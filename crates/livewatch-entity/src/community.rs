//! Communities and their per-cycle snapshots.

use std::collections::BTreeMap;

use serde::{Deserialize, Serialize};

use livewatch_core::types::{ChannelId, CommunityId, MemberId, Platform, RoleId};

use crate::intent::Intent;
use crate::presence::PresenceState;
use crate::subject::SubjectRecord;

/// Operator-supplied settings for one community.
#[derive(Debug, Clone, PartialEq, Eq, Default, Serialize, Deserialize)]
pub struct CommunityConfig {
    /// Role granted while a subject is live.
    #[serde(default)]
    pub live_role_id: Option<RoleId>,
    /// Channel that receives live notifications.
    #[serde(default)]
    pub notify_channel_id: Option<ChannelId>,
    /// Whether this community is included in remote backups.
    #[serde(default)]
    pub backup_enabled: bool,
}

/// Everything stored for one community.
#[derive(Debug, Clone, PartialEq, Eq, Default, Serialize, Deserialize)]
pub struct CommunityRecord {
    /// Community settings.
    #[serde(default)]
    pub config: CommunityConfig,
    /// Subjects keyed by member.
    #[serde(default)]
    pub subjects: BTreeMap<MemberId, SubjectRecord>,
    /// Role changes that still have to be applied, at most one per member.
    /// The member may no longer be monitored.
    #[serde(default)]
    pub pending_roles: BTreeMap<MemberId, Intent>,
}

/// Read-only copy of one community taken at the start of a cycle.
#[derive(Debug, Clone, PartialEq, Eq)]
pub struct CommunitySnapshot {
    /// The community this snapshot belongs to.
    pub community: CommunityId,
    /// Community settings at snapshot time.
    pub config: CommunityConfig,
    /// Subjects at snapshot time.
    pub subjects: BTreeMap<MemberId, SubjectRecord>,
    /// Outstanding role changes at snapshot time.
    pub pending_roles: BTreeMap<MemberId, Intent>,
}

impl CommunitySnapshot {
    /// Presence of one (subject, platform) pair, if it has been polled.
    pub fn presence(&self, member: MemberId, platform: Platform) -> Option<&PresenceState> {
        self.subjects.get(&member).and_then(|s| s.presence(platform))
    }
}
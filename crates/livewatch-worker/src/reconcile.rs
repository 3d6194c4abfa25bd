//! Re-issuing role changes that have not been applied yet.

use std::sync::Arc;

use livewatch_core::types::MemberId;
use livewatch_entity::{CommunitySnapshot, Intent, IntentKind};
use livewatch_store::StateStore;

use crate::dispatcher::DispatchOutcome;

/// Keeps role intents that still have to be applied as pending role changes
/// in the store, so they survive a restart.
///
/// A change becomes pending when its dispatch fails or when an operator
/// removes a member's only live link. Later cycles replay it for as long as
/// the member's aggregate still calls for it. The membership check in the
/// dispatcher makes the replay safe.
#[derive(Debug)]
pub struct RoleReconciler {
    store: Arc<StateStore>,
}

impl RoleReconciler {
    /// Create a reconciler backed by `store`.
    pub fn new(store: Arc<StateStore>) -> Self {
        Self { store }
    }

    /// Fold a member's pending role change into their fresh intents.
    ///
    /// A fresh role intent supersedes the pending one. Otherwise the pending
    /// intent is replayed if `live_now` still matches it, and dropped if not.
    pub fn reconcile(
        &self,
        snapshot: &CommunitySnapshot,
        member: MemberId,
        live_now: bool,
        intents: &mut Vec<Intent>,
    ) {
        let Some(pending) = snapshot.pending_roles.get(&member) else {
            return;
        };

        if intents.iter().any(|i| i.kind.is_role()) {
            return;
        }

        let still_wanted = match pending.kind {
            IntentKind::GrantRole => live_now,
            IntentKind::RevokeRole => !live_now,
            IntentKind::Notify => false,
        };
        if still_wanted {
            tracing::info!(
                community = %snapshot.community,
                member = %member,
                kind = %pending.kind,
                "Re-issuing pending role change"
            );
            intents.push(pending.clone());
        } else {
            self.store.clear_pending_role(snapshot.community, member);
        }
    }

    /// Handle pending role changes of members that are no longer monitored.
    /// Revokes are replayed since no later transition will issue them again;
    /// grants are dropped.
    pub fn unmonitored(&self, snapshot: &CommunitySnapshot, intents: &mut Vec<Intent>) {
        for (member, pending) in &snapshot.pending_roles {
            if snapshot.subjects.contains_key(member) {
                continue;
            }
            if pending.kind == IntentKind::RevokeRole {
                tracing::info!(
                    community = %snapshot.community,
                    member = %member,
                    "Re-issuing revoke for unlinked member"
                );
                intents.push(pending.clone());
            } else {
                self.store.clear_pending_role(snapshot.community, *member);
            }
        }
    }

    /// Record dispatch results: failed role intents become pending, applied
    /// ones clear any pending entry.
    pub fn record(&self, outcomes: &[DispatchOutcome]) {
        for outcome in outcomes.iter().filter(|o| o.intent.kind.is_role()) {
            let intent = &outcome.intent;
            if !outcome.is_failure() {
                self.store.clear_pending_role(intent.community, intent.member);
            } else if let Err(e) = self.store.set_pending_role(intent.clone()) {
                tracing::debug!(
                    community = %intent.community,
                    member = %intent.member,
                    "Dropping failed role change: {}",
                    e
                );
            }
        }
    }

    /// Number of pending role changes.
    pub fn pending_count(&self) -> usize {
        self.store.pending_role_count()
    }
}

#[cfg(test)]
mod tests {
    use livewatch_core::traits::DispatchError;
    use livewatch_core::types::{CommunityId, Platform};

    use super::*;
    use crate::dispatcher::DispatchStatus;

    const C: CommunityId = CommunityId::new(1);
    const M: MemberId = MemberId::new(2);

    fn reconciler() -> (tempfile::TempDir, RoleReconciler) {
        let dir = tempfile::tempdir().unwrap();
        let store = Arc::new(StateStore::new(dir.path().join("state.json"), None));
        store.add_subject_link(C, M, Platform::Twitch, "a").unwrap();
        (dir, RoleReconciler::new(store))
    }

    fn snapshot(reconciler: &RoleReconciler) -> CommunitySnapshot {
        reconciler.store.snapshot(C).unwrap()
    }

    fn failed(intent: Intent) -> DispatchOutcome {
        DispatchOutcome {
            intent,
            result: Err(DispatchError::Transient("503".into())),
        }
    }

    fn applied(intent: Intent) -> DispatchOutcome {
        DispatchOutcome {
            intent,
            result: Ok(DispatchStatus::Applied),
        }
    }

    #[test]
    fn test_failed_revoke_is_replayed_until_applied() {
        let (_dir, reconciler) = reconciler();
        let revoke = Intent::revoke_role(C, M, Platform::Twitch, "a");
        reconciler.record(&[failed(revoke.clone())]);

        let mut intents = Vec::new();
        reconciler.reconcile(&snapshot(&reconciler), M, false, &mut intents);
        assert_eq!(intents, vec![revoke.clone()]);
        assert_eq!(reconciler.pending_count(), 1);

        reconciler.record(&[applied(revoke)]);
        assert_eq!(reconciler.pending_count(), 0);
    }

    #[test]
    fn test_pending_dropped_when_aggregate_changed() {
        let (_dir, reconciler) = reconciler();
        reconciler.record(&[failed(Intent::grant_role(C, M, Platform::Twitch, "a"))]);

        let mut intents = Vec::new();
        reconciler.reconcile(&snapshot(&reconciler), M, false, &mut intents);
        assert!(intents.is_empty());
        assert_eq!(reconciler.pending_count(), 0);
    }

    #[test]
    fn test_fresh_role_intent_supersedes_pending() {
        let (_dir, reconciler) = reconciler();
        reconciler.record(&[failed(Intent::grant_role(C, M, Platform::Twitch, "a"))]);

        let mut intents = vec![Intent::revoke_role(C, M, Platform::Twitch, "a")];
        reconciler.reconcile(&snapshot(&reconciler), M, false, &mut intents);
        assert_eq!(intents.len(), 1);
        assert_eq!(intents[0].kind, IntentKind::RevokeRole);
    }

    #[test]
    fn test_unmonitored_members_keep_revokes_only() {
        let (_dir, reconciler) = reconciler();
        let gone_live = MemberId::new(3);
        let gone_offline = MemberId::new(4);
        let revoke = Intent::revoke_role(C, gone_live, Platform::Twitch, "b");
        reconciler.record(&[
            failed(revoke.clone()),
            failed(Intent::grant_role(C, gone_offline, Platform::YouTube, "UCc")),
        ]);
        assert_eq!(reconciler.pending_count(), 2);

        let mut intents = Vec::new();
        reconciler.unmonitored(&snapshot(&reconciler), &mut intents);
        assert_eq!(intents, vec![revoke]);
        assert_eq!(reconciler.pending_count(), 1);
    }

    #[test]
    fn test_failure_for_removed_community_is_dropped() {
        let (_dir, reconciler) = reconciler();
        let other = CommunityId::new(9);
        reconciler.record(&[failed(Intent::revoke_role(other, M, Platform::Twitch, "a"))]);
        assert_eq!(reconciler.pending_count(), 0);
    }
}
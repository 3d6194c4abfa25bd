//! Backup transport uploading to a WebDAV collection over HTTP.

use std::path::Path;
use std::time::Duration;

use async_trait::async_trait;
use bytes::Bytes;
use chrono::Utc;
use reqwest::{Client, StatusCode};
use tokio::fs;
use tracing::debug;

use livewatch_core::config::WebDavBackupConfig;
use livewatch_core::error::{AppError, ErrorKind};
use livewatch_core::result::AppResult;
use livewatch_core::traits::{BackupRef, BackupTransport};

use super::{latest_file_name, resolve_file_name, timestamped_name};

/// PUTs each backup under a timestamped name and again as `latest.json`.
///
/// Retention is left to the server.
#[derive(Debug, Clone)]
pub struct WebDavBackupTransport {
    base_url: String,
    username: String,
    password: String,
    client: Client,
}

impl WebDavBackupTransport {
    /// Create a transport for the configured collection.
    pub fn new(config: &WebDavBackupConfig, timeout: Duration) -> AppResult<Self> {
        let base_url = config.url.trim().trim_end_matches('/').to_string();
        if base_url.is_empty() {
            return Err(AppError::configuration(
                "backup.webdav.url is required for the webdav provider",
            ));
        }

        let client = Client::builder().timeout(timeout).build().map_err(|e| {
            AppError::with_source(ErrorKind::Configuration, "Failed to build HTTP client", e)
        })?;

        Ok(Self {
            base_url,
            username: config.username.clone(),
            password: config.password.clone(),
            client,
        })
    }

    fn url(&self, file_name: &str) -> String {
        format!("{}/{}", self.base_url, file_name)
    }

    fn authorize(&self, request: reqwest::RequestBuilder) -> reqwest::RequestBuilder {
        if self.username.is_empty() {
            request
        } else {
            request.basic_auth(&self.username, Some(&self.password))
        }
    }

    async fn put(&self, file_name: &str, body: Bytes) -> AppResult<()> {
        let url = self.url(file_name);
        let response = self
            .authorize(self.client.put(&url))
            .header(reqwest::header::CONTENT_TYPE, "application/json")
            .body(body)
            .send()
            .await
            .map_err(|e| {
                AppError::with_source(ErrorKind::Backup, format!("WebDAV PUT {url} failed"), e)
            })?;

        let status = response.status();
        if !status.is_success() {
            return Err(AppError::backup(format!(
                "WebDAV PUT {url} returned {status}"
            )));
        }
        debug!(url = %url, "WebDAV upload complete");
        Ok(())
    }
}

#[async_trait]
impl BackupTransport for WebDavBackupTransport {
    fn transport_type(&self) -> &str {
        "webdav"
    }

    async fn upload(&self, local_path: &Path) -> AppResult<BackupRef> {
        let bytes = Bytes::from(fs::read(local_path).await.map_err(|e| {
            AppError::with_source(
                ErrorKind::Backup,
                format!("Failed to read backup source: {}", local_path.display()),
                e,
            )
        })?);

        let uploaded_at = Utc::now();
        let name = timestamped_name(uploaded_at);
        self.put(&name, bytes.clone()).await?;
        self.put(&latest_file_name(), bytes.clone()).await?;

        Ok(BackupRef {
            location: self.url(&name),
            name,
            uploaded_at,
            size_bytes: bytes.len() as u64,
        })
    }

    async fn download(&self, name: &str) -> AppResult<Option<Bytes>> {
        let url = self.url(&resolve_file_name(name)?);
        let response = self
            .authorize(self.client.get(&url))
            .send()
            .await
            .map_err(|e| {
                AppError::with_source(ErrorKind::Backup, format!("WebDAV GET {url} failed"), e)
            })?;

        match response.status() {
            StatusCode::NOT_FOUND => Ok(None),
            status if status.is_success() => {
                let body = response.bytes().await.map_err(|e| {
                    AppError::with_source(
                        ErrorKind::Backup,
                        format!("Failed to read WebDAV body from {url}"),
                        e,
                    )
                })?;
                Ok(Some(body))
            }
            status => Err(AppError::backup(format!(
                "WebDAV GET {url} returned {status}"
            ))),
        }
    }
}

#[cfg(test)]
mod tests {
    use super::*;

    #[test]
    fn test_new_requires_url_and_trims_slash() {
        let missing = WebDavBackupConfig::default();
        assert!(WebDavBackupTransport::new(&missing, Duration::from_secs(1)).is_err());

        let config = WebDavBackupConfig {
            url: "https://dav.example.com/backups/".into(),
            ..Default::default()
        };
        let transport = WebDavBackupTransport::new(&config, Duration::from_secs(1)).unwrap();
        assert_eq!(
            transport.url("latest.json"),
            "https://dav.example.com/backups/latest.json"
        );
    }
}
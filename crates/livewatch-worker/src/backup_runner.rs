//! Cron job shipping remote backups.

use std::sync::Arc;

use tokio_cron_scheduler::{Job as CronJob, JobScheduler};

use livewatch_core::config::BackupConfig;
use livewatch_core::error::AppError;
use livewatch_core::traits::BackupRef;
use livewatch_store::StateStore;

/// Calls [`StateStore::backup`] on the configured cron schedule,
/// independently of the polling cadence.
pub struct BackupRunner {
    /// The underlying job scheduler
    scheduler: JobScheduler,
    /// Store to back up
    store: Arc<StateStore>,
    /// Cron expression (with seconds)
    schedule: String,
}

impl std::fmt::Debug for BackupRunner {
    fn fmt(&self, f: &mut std::fmt::Formatter<'_>) -> std::fmt::Result {
        f.debug_struct("BackupRunner")
            .field("schedule", &self.schedule)
            .finish()
    }
}

impl BackupRunner {
    /// Create a runner for the store.
    pub async fn new(store: Arc<StateStore>, config: &BackupConfig) -> Result<Self, AppError> {
        let scheduler = JobScheduler::new()
            .await
            .map_err(|e| AppError::internal(format!("Failed to create backup scheduler: {}", e)))?;

        Ok(Self {
            scheduler,
            store,
            schedule: config.schedule.clone(),
        })
    }

    /// Register the backup job and start the scheduler.
    pub async fn start(&self) -> Result<(), AppError> {
        let store = Arc::clone(&self.store);
        let job = CronJob::new_async(self.schedule.as_str(), move |_uuid, _lock| {
            let store = Arc::clone(&store);
            Box::pin(async move {
                tracing::debug!("Running scheduled backup");
                if let Some(backup) = store.backup().await {
                    tracing::debug!("Scheduled backup stored as '{}'", backup.name);
                }
            })
        })
        .map_err(|e| {
            AppError::configuration(format!(
                "Invalid backup schedule '{}': {}",
                self.schedule, e
            ))
        })?;

        self.scheduler
            .add(job)
            .await
            .map_err(|e| AppError::internal(format!("Failed to add backup schedule: {}", e)))?;
        self.scheduler
            .start()
            .await
            .map_err(|e| AppError::internal(format!("Failed to start backup scheduler: {}", e)))?;

        tracing::info!("Registered: backup ({})", self.schedule);
        Ok(())
    }

    /// Run a backup immediately.
    pub async fn run_once(&self) -> Option<BackupRef> {
        self.store.backup().await
    }

    /// Stop the scheduler.
    pub async fn shutdown(&mut self) -> Result<(), AppError> {
        self.scheduler
            .shutdown()
            .await
            .map_err(|e| AppError::internal(format!("Failed to shutdown backup scheduler: {}", e)))?;

        tracing::info!("Backup scheduler shut down");
        Ok(())
    }
}
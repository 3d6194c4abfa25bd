//! Community configuration commands.

use clap::{Args, Subcommand};
use serde::Serialize;

use livewatch_core::config::AppConfig;
use livewatch_core::error::AppError;
use livewatch_core::types::{ChannelId, CommunityId, RoleId};
use livewatch_entity::CommunityConfig;

use crate::output::{self, OutputFormat};

/// Arguments for community commands
#[derive(Debug, Args)]
pub struct CommunityArgs {
    /// Community subcommand
    #[command(subcommand)]
    pub command: CommunityCommand,
}

/// Community subcommands
#[derive(Debug, Subcommand)]
pub enum CommunityCommand {
    /// Update a community's settings. Options not given keep their value.
    Set {
        /// Community (server) id
        community: CommunityId,
        /// Role granted while a member is live
        #[arg(long, conflicts_with = "clear_role")]
        role: Option<RoleId>,
        /// Channel receiving live notifications
        #[arg(long, conflicts_with = "clear_channel")]
        channel: Option<ChannelId>,
        /// Include the community in remote backups
        #[arg(long)]
        backup: Option<bool>,
        /// Stop granting a live role
        #[arg(long)]
        clear_role: bool,
        /// Stop posting notifications
        #[arg(long)]
        clear_channel: bool,
    },
    /// Show a community's settings
    Show {
        /// Community (server) id
        community: CommunityId,
    },
    /// Remove a community and all of its links
    Remove {
        /// Community (server) id
        community: CommunityId,
        /// Skip the confirmation prompt
        #[arg(short, long)]
        yes: bool,
    },
}

/// Settings view for output
#[derive(Debug, Serialize)]
struct CommunityView {
    community: CommunityId,
    #[serde(flatten)]
    config: CommunityConfig,
    subjects: usize,
}

/// Execute community commands
pub async fn execute(
    args: &CommunityArgs,
    config: &AppConfig,
    format: OutputFormat,
) -> Result<(), AppError> {
    let store = super::open_store(config).await?;

    match &args.command {
        CommunityCommand::Set {
            community,
            role,
            channel,
            backup,
            clear_role,
            clear_channel,
        } => {
            let mut settings = store.community_config(*community).unwrap_or_default();
            if *clear_role {
                settings.live_role_id = None;
            } else if role.is_some() {
                settings.live_role_id = *role;
            }
            if *clear_channel {
                settings.notify_channel_id = None;
            } else if channel.is_some() {
                settings.notify_channel_id = *channel;
            }
            if let Some(enabled) = backup {
                settings.backup_enabled = *enabled;
            }

            store.set_community_config(*community, settings.clone());
            super::save(&store).await?;

            output::print_success(&format!("Community {} updated", community));
            print_settings(&settings);
        }
        CommunityCommand::Show { community } => {
            let settings = store
                .community_config(*community)
                .ok_or_else(|| AppError::not_found(format!("Community {} not found", community)))?;
            let view = CommunityView {
                community: *community,
                config: settings.clone(),
                subjects: store.list_subjects(*community).len(),
            };

            match format {
                OutputFormat::Json => output::print_item(&view, format),
                OutputFormat::Table => {
                    println!("Community {}", community);
                    print_settings(&settings);
                    output::print_kv("Links", &view.subjects.to_string());
                }
            }
        }
        CommunityCommand::Remove { community, yes } => {
            if !yes {
                let confirmed = dialoguer::Confirm::new()
                    .with_prompt(format!(
                        "Remove community {} and all of its links?",
                        community
                    ))
                    .default(false)
                    .interact()
                    .map_err(|e| AppError::internal(format!("Input error: {}", e)))?;
                if !confirmed {
                    output::print_warning("Aborted");
                    return Ok(());
                }
            }

            store.remove_community(*community)?;
            super::save(&store).await?;
            output::print_success(&format!("Community {} removed", community));
        }
    }

    Ok(())
}

fn print_settings(settings: &CommunityConfig) {
    let or_unset = |v: Option<String>| v.unwrap_or_else(|| "(not set)".to_string());
    output::print_kv(
        "Live role",
        &or_unset(settings.live_role_id.map(|r| r.to_string())),
    );
    output::print_kv(
        "Notify channel",
        &or_unset(settings.notify_channel_id.map(|c| c.to_string())),
    );
    output::print_kv("Backups", if settings.backup_enabled { "on" } else { "off" });
}
//! Side-effect intents produced by transition detection.

use serde::{Deserialize, Serialize};

use livewatch_core::types::{CommunityId, MemberId, Platform};

/// What a chat-platform side effect should do.
#[derive(Debug, Clone, Copy, PartialEq, Eq, Hash, Serialize, Deserialize)]
#[serde(rename_all = "snake_case")]
pub enum IntentKind {
    /// Announce a new live session.
    Notify,
    /// Give the member the community's live role.
    GrantRole,
    /// Take the community's live role away.
    RevokeRole,
}

impl IntentKind {
    /// Whether this intent manages the live role.
    pub fn is_role(&self) -> bool {
        matches!(self, Self::GrantRole | Self::RevokeRole)
    }

    /// Return the kind as a snake_case string.
    pub fn as_str(&self) -> &'static str {
        match self {
            Self::Notify => "notify",
            Self::GrantRole => "grant_role",
            Self::RevokeRole => "revoke_role",
        }
    }
}

impl std::fmt::Display for IntentKind {
    fn fmt(&self, f: &mut std::fmt::Formatter<'_>) -> std::fmt::Result {
        write!(f, "{}", self.as_str())
    }
}

/// One side effect to execute against the chat platform.
#[derive(Debug, Clone, PartialEq, Eq, Serialize, Deserialize)]
pub struct Intent {
    /// What to do.
    pub kind: IntentKind,
    /// Community the subject belongs to.
    pub community: CommunityId,
    /// Subject the intent is about.
    pub member: MemberId,
    /// Platform whose transition produced the intent.
    pub platform: Platform,
    /// Channel handle on that platform.
    pub handle: String,
    /// Stream title (notifications only).
    pub title: Option<String>,
}

impl Intent {
    /// Build a live notification intent.
    pub fn notify(
        community: CommunityId,
        member: MemberId,
        platform: Platform,
        handle: impl Into<String>,
        title: Option<String>,
    ) -> Self {
        Self {
            kind: IntentKind::Notify,
            community,
            member,
            platform,
            handle: handle.into(),
            title,
        }
    }

    /// Build a role grant intent.
    pub fn grant_role(
        community: CommunityId,
        member: MemberId,
        platform: Platform,
        handle: impl Into<String>,
    ) -> Self {
        Self {
            kind: IntentKind::GrantRole,
            community,
            member,
            platform,
            handle: handle.into(),
            title: None,
        }
    }

    /// Build a role revoke intent.
    pub fn revoke_role(
        community: CommunityId,
        member: MemberId,
        platform: Platform,
        handle: impl Into<String>,
    ) -> Self {
        Self {
            kind: IntentKind::RevokeRole,
            community,
            member,
            platform,
            handle: handle.into(),
            title: None,
        }
    }
}
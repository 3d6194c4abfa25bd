//! # livewatch-store
//!
//! The durable presence state store. Owns the in-memory model, commits
//! per-link deltas under row-level locks, flushes the full model with an
//! atomic write, recovers from corrupt or missing files (quarantining the
//! bad copy first), and ships best-effort backups through a
//! [`BackupTransport`](livewatch_core::traits::BackupTransport).

pub mod backup;
pub mod commands;
pub mod durable;
pub mod error;
pub mod recovery;
pub mod store;

pub use commands::SubjectListing;
pub use error::StoreError;
pub use recovery::{LoadSource, RecoveryReport};
pub use store::StateStore;
//! Remote backup transport trait.

use std::path::Path;

use async_trait::async_trait;
use bytes::Bytes;
use chrono::{DateTime, Utc};
use serde::{Deserialize, Serialize};

use crate::result::AppResult;

/// Name under which every transport exposes its most recent upload.
pub const LATEST_BACKUP_NAME: &str = "latest";

/// Reference to an uploaded backup.
#[derive(Debug, Clone, PartialEq, Eq, Serialize, Deserialize)]
pub struct BackupRef {
    /// Transport-specific name, usable with [`BackupTransport::download`].
    pub name: String,
    /// Where the backup ended up (path or URL).
    pub location: String,
    /// Upload time.
    pub uploaded_at: DateTime<Utc>,
    /// Uploaded size in bytes.
    pub size_bytes: u64,
}

/// Ships durable state files to remote storage and fetches them back.
#[async_trait]
pub trait BackupTransport: Send + Sync + std::fmt::Debug + 'static {
    /// Return the transport type name (e.g. "directory", "webdav").
    fn transport_type(&self) -> &str;

    /// Upload the file at `local_path`. The upload also becomes the
    /// [`LATEST_BACKUP_NAME`] backup.
    async fn upload(&self, local_path: &Path) -> AppResult<BackupRef>;

    /// Download a backup by name. Returns `Ok(None)` when it does not exist.
    async fn download(&self, name: &str) -> AppResult<Option<Bytes>>;
}
//! Adapter retry policy configuration.

use serde::{Deserialize, Serialize};

/// Retry policy applied around every platform adapter call.
#[derive(Debug, Clone, Serialize, Deserialize)]
pub struct RetryConfig {
    /// Total attempts per call, including the first one.
    #[serde(default = "default_max_attempts")]
    pub max_attempts: usize,
    /// Delay before the first retry, in milliseconds.
    #[serde(default = "default_min_delay")]
    pub min_delay_ms: u64,
    /// Upper bound for any single backoff delay, in milliseconds.
    #[serde(default = "default_max_delay")]
    pub max_delay_ms: u64,
    /// Whether to add random jitter to backoff delays.
    #[serde(default = "super::default_true")]
    pub jitter: bool,
}

impl Default for RetryConfig {
    fn default() -> Self {
        Self {
            max_attempts: default_max_attempts(),
            min_delay_ms: default_min_delay(),
            max_delay_ms: default_max_delay(),
            jitter: true,
        }
    }
}

fn default_max_attempts() -> usize {
    3
}

fn default_min_delay() -> u64 {
    250
}

fn default_max_delay() -> u64 {
    5_000
}
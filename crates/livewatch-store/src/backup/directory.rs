//! Backup transport writing into a local or mounted directory.

use std::path::{Path, PathBuf};

use async_trait::async_trait;
use bytes::Bytes;
use chrono::Utc;
use tokio::fs;
use tracing::{debug, warn};

use livewatch_core::error::{AppError, ErrorKind};
use livewatch_core::result::AppResult;
use livewatch_core::traits::{BackupRef, BackupTransport};

use super::{BACKUP_FILE_PREFIX, latest_file_name, resolve_file_name, timestamped_name};
use crate::durable;

/// Keeps the newest `keep` timestamped backups plus a `latest.json` copy.
#[derive(Debug, Clone)]
pub struct DirectoryBackupTransport {
    root: PathBuf,
    keep: usize,
}

impl DirectoryBackupTransport {
    /// Create the transport, creating the directory if needed.
    pub async fn new(root: impl AsRef<Path>, keep: usize) -> AppResult<Self> {
        let root = root.as_ref().to_path_buf();
        fs::create_dir_all(&root).await.map_err(|e| {
            AppError::with_source(
                ErrorKind::Backup,
                format!("Failed to create backup directory: {}", root.display()),
                e,
            )
        })?;
        Ok(Self {
            root,
            keep: keep.max(1),
        })
    }

    /// Timestamped backups currently on disk, oldest first.
    pub async fn list(&self) -> AppResult<Vec<String>> {
        let mut entries = fs::read_dir(&self.root).await.map_err(|e| {
            AppError::with_source(
                ErrorKind::Backup,
                format!("Failed to list backup directory: {}", self.root.display()),
                e,
            )
        })?;

        let mut names = Vec::new();
        while let Some(entry) = entries.next_entry().await.map_err(|e| {
            AppError::with_source(ErrorKind::Backup, "Failed to read backup entry", e)
        })? {
            let name = entry.file_name().to_string_lossy().to_string();
            if name.starts_with(BACKUP_FILE_PREFIX) && name.ends_with(".json") {
                names.push(name);
            }
        }
        names.sort();
        Ok(names)
    }

    async fn prune(&self) {
        let names = match self.list().await {
            Ok(names) => names,
            Err(e) => {
                warn!("Backup retention skipped: {}", e);
                return;
            }
        };
        let excess = names.len().saturating_sub(self.keep);
        for name in names.into_iter().take(excess) {
            let path = self.root.join(&name);
            match fs::remove_file(&path).await {
                Ok(()) => debug!(name = %name, "Pruned old backup"),
                Err(e) => warn!(name = %name, "Failed to prune old backup: {}", e),
            }
        }
    }
}

#[async_trait]
impl BackupTransport for DirectoryBackupTransport {
    fn transport_type(&self) -> &str {
        "directory"
    }

    async fn upload(&self, local_path: &Path) -> AppResult<BackupRef> {
        let bytes = fs::read(local_path).await.map_err(|e| {
            AppError::with_source(
                ErrorKind::Backup,
                format!("Failed to read backup source: {}", local_path.display()),
                e,
            )
        })?;

        let uploaded_at = Utc::now();
        let name = timestamped_name(uploaded_at);
        let dest = self.root.join(&name);

        durable::write_atomic(&dest, &bytes)
            .await
            .map_err(|e| AppError::with_source(ErrorKind::Backup, "Failed to write backup", e))?;
        durable::write_atomic(&self.root.join(latest_file_name()), &bytes)
            .await
            .map_err(|e| {
                AppError::with_source(ErrorKind::Backup, "Failed to update latest backup", e)
            })?;

        self.prune().await;

        Ok(BackupRef {
            name,
            location: dest.display().to_string(),
            uploaded_at,
            size_bytes: bytes.len() as u64,
        })
    }

    async fn download(&self, name: &str) -> AppResult<Option<Bytes>> {
        let path = self.root.join(resolve_file_name(name)?);
        let bytes = durable::read_optional(&path)
            .await
            .map_err(|e| AppError::with_source(ErrorKind::Backup, "Failed to read backup", e))?;
        Ok(bytes.map(Bytes::from))
    }
}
***
→ **Your goal**: Where does the string "location" appear in the records? Copy every line that holds it.

→ **Response**:
            location: self.url(&name),
    pub location: String,
            location: dest.display().to_string(),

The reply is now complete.